Anyway, my team determines who gets one of two versions of a catalog ... a large version (maybe 104 pages, +/-) mailed to maybe 3,000,000 best customers ... and a smaller version (maybe 56 pages, +/-) mailed to about 3,000,000 not-so-great customers.

One problem.

My team assigned the not-so-great customers to the 104 page catalog ... and then assigned the best customers to the 56 page catalog.

The third Monday of July was the in-home date. By 9:00am, it was obvious something was horribly wrong. The 56 page catalog was something like 200% over plan ... the 104 page catalog was something like 70% under plan.


I was sitting in the my office, with the poor Project Manager who made the mistake. I looked at the individual, and reminded that the individual that there was a chance that this would cost us our jobs. Then, I told the individual that I would provide cover. I immediately told my boss, I told the President of the online division, and I sent an email message to each of several thousand employees directly impacted by the mistake, telling each employee that I was responsible for the error, apologizing for the inventory problems and call-center problems and financial problems I had caused.
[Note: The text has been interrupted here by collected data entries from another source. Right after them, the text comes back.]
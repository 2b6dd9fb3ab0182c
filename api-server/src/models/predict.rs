//! Prediction request model

use serde::{Deserialize, Serialize};
use validator::Validate;

use esp_risk_core::logic::features::FEATURE_COUNT;

#[derive(Debug, Clone, Serialize, Deserialize, Validate)]
pub struct PredictRequest {
    /// Feature values in layout order
    #[validate(length(equal = 7))]
    pub features: Vec<f64>,
}

impl PredictRequest {
    /// Message returned to the client on a length mismatch
    pub fn count_error(&self) -> String {
        format!(
            "Expected {} features, but received {}",
            FEATURE_COUNT,
            self.features.len()
        )
    }
}

#[cfg(test)]
mod tests {
    use super::*;

    #[test]
    fn test_length_validation() {
        let ok = PredictRequest { features: vec![-1.0, 0.2, 0.3, 0.1, 0.8, 0.4, 0.3] };
        assert!(ok.validate().is_ok());

        let short = PredictRequest { features: vec![0.1; 6] };
        assert!(short.validate().is_err());
        assert_eq!(short.count_error(), "Expected 7 features, but received 6");
    }
}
Then something interesting happened.

The two books and all online demand, summed together, generated about $15,000,000 demand ... we expected the two books and all online demand, executed properly, to generate about $16,000,000 demand. Given how demand flowed-through to profit, I only cost the company about $280,000 profit ... which, while enough to get me fired in many cases, was not the $1,000,000 I expected.

This raised an interesting question.
  • "Of what good were the additional 48 pages in the large catalog if they didn't drive hardly any volume whatsoever?"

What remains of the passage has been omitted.